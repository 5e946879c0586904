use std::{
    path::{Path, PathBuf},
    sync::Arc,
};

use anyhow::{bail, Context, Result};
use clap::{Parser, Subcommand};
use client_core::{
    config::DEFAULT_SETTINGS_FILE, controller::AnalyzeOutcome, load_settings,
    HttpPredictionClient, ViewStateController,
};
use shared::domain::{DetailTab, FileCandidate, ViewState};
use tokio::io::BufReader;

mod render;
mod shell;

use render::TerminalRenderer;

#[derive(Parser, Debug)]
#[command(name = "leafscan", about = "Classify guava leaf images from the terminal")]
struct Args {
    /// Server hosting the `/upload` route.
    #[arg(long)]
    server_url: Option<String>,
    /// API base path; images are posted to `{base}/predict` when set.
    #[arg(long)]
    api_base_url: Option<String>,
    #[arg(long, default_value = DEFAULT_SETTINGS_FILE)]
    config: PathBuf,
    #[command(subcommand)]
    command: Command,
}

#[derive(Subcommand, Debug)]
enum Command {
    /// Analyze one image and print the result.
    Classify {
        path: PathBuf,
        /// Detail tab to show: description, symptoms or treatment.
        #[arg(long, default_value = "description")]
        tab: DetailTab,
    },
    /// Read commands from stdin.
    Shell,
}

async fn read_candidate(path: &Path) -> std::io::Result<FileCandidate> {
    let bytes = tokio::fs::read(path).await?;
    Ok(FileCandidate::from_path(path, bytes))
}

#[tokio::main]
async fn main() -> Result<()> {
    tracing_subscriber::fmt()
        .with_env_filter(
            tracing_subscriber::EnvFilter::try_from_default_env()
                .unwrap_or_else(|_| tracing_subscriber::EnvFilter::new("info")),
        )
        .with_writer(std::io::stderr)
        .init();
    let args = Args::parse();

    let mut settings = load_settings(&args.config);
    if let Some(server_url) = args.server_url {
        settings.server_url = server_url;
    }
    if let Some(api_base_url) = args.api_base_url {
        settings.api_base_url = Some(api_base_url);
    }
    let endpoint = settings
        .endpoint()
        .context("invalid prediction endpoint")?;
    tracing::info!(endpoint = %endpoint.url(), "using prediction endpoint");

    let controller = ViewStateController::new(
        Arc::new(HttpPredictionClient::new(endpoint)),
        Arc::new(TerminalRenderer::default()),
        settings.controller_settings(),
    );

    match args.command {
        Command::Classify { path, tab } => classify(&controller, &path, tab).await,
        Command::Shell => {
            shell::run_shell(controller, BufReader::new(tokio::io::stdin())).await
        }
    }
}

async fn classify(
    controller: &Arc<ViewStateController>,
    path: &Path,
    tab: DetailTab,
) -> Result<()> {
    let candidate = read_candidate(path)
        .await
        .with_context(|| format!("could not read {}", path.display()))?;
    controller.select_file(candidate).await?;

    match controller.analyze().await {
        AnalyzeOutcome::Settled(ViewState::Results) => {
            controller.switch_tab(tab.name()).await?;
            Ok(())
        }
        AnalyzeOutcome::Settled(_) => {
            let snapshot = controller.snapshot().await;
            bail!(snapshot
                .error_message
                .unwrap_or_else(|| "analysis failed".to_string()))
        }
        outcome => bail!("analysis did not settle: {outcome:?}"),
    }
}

====================

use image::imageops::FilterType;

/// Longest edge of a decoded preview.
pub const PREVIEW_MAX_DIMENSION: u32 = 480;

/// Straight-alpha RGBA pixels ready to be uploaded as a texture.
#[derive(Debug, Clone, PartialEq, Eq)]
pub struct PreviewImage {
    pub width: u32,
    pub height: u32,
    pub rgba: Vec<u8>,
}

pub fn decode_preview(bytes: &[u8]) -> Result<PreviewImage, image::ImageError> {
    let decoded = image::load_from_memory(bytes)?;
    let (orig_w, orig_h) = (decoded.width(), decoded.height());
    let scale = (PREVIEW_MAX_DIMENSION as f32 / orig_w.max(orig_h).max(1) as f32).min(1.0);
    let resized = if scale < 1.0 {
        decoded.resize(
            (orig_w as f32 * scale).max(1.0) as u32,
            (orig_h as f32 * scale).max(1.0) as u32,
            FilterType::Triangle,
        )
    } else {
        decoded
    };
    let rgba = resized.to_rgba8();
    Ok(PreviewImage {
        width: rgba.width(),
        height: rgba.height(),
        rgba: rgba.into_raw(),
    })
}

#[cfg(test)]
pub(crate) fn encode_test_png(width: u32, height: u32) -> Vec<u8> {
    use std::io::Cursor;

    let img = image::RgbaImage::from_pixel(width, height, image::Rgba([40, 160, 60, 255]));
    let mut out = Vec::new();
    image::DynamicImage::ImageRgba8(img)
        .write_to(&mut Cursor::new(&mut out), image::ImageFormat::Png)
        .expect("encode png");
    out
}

====================

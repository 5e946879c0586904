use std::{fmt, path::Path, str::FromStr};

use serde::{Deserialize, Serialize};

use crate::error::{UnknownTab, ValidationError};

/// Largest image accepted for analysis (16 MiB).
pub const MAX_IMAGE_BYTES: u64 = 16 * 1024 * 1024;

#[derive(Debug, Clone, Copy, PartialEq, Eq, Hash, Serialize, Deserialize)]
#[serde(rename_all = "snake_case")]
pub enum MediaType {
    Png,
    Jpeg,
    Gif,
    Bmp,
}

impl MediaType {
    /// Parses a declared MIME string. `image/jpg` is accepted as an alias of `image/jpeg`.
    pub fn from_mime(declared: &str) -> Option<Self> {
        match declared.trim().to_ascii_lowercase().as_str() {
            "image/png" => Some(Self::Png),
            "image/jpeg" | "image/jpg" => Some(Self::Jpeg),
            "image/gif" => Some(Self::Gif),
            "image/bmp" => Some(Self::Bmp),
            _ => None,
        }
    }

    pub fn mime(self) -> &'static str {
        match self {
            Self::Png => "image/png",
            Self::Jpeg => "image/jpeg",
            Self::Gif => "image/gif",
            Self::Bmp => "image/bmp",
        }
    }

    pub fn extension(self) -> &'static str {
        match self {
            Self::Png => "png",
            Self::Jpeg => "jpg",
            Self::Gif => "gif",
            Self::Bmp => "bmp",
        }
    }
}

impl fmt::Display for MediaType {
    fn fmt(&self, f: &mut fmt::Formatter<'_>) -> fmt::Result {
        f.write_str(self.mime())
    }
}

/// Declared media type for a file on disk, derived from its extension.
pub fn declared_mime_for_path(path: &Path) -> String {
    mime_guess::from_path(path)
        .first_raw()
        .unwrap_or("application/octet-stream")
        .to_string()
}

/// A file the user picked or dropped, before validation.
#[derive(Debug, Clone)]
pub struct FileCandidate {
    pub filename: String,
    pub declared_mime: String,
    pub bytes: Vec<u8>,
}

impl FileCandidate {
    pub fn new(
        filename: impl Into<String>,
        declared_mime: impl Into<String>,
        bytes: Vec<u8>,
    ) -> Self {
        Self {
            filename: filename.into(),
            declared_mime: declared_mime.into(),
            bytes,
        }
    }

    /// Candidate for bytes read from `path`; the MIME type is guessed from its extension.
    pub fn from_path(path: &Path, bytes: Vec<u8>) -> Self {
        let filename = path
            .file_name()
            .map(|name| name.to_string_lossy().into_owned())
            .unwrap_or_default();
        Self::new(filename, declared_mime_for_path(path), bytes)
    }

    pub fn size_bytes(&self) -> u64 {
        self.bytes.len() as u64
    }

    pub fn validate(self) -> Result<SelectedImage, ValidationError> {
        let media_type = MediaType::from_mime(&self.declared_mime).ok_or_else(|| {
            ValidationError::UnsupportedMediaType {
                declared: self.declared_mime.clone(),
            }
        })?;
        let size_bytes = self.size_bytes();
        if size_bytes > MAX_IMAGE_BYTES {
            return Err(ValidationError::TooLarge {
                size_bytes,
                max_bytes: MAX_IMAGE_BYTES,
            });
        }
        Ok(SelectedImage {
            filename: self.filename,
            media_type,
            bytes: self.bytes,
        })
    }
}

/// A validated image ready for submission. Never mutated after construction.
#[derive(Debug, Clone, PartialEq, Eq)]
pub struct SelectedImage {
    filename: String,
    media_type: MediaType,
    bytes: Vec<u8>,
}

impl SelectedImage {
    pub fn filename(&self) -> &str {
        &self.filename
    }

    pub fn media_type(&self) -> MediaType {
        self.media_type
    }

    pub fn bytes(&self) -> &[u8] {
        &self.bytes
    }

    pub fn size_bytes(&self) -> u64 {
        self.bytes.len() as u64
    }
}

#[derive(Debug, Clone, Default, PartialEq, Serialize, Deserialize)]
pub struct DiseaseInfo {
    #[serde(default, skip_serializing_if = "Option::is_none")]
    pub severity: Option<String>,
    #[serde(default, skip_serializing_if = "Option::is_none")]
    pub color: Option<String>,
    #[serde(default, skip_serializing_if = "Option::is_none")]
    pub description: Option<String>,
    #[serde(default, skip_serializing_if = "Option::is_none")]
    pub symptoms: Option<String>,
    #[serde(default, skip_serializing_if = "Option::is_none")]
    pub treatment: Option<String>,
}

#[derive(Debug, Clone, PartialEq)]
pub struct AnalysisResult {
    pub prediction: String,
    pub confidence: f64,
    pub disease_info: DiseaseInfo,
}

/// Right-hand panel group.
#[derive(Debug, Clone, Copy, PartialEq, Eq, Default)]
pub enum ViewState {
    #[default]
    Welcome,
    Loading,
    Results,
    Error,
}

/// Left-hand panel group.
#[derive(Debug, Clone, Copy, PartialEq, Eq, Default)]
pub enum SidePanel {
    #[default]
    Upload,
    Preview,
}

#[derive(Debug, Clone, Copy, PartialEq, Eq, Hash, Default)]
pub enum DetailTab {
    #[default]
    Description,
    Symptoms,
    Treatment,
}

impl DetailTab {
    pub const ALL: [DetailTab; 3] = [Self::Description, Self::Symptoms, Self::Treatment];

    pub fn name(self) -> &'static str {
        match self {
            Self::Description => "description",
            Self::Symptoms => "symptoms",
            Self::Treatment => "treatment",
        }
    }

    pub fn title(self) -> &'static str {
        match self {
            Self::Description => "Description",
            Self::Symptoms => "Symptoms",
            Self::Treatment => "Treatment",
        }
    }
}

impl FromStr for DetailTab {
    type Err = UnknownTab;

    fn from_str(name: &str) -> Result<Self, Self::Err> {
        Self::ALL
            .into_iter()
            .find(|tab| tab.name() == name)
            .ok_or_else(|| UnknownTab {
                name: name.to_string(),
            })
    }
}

====================

What to work on: Only the number should be given: the count of lines above that hold the word "Cursor".

Written solution: 2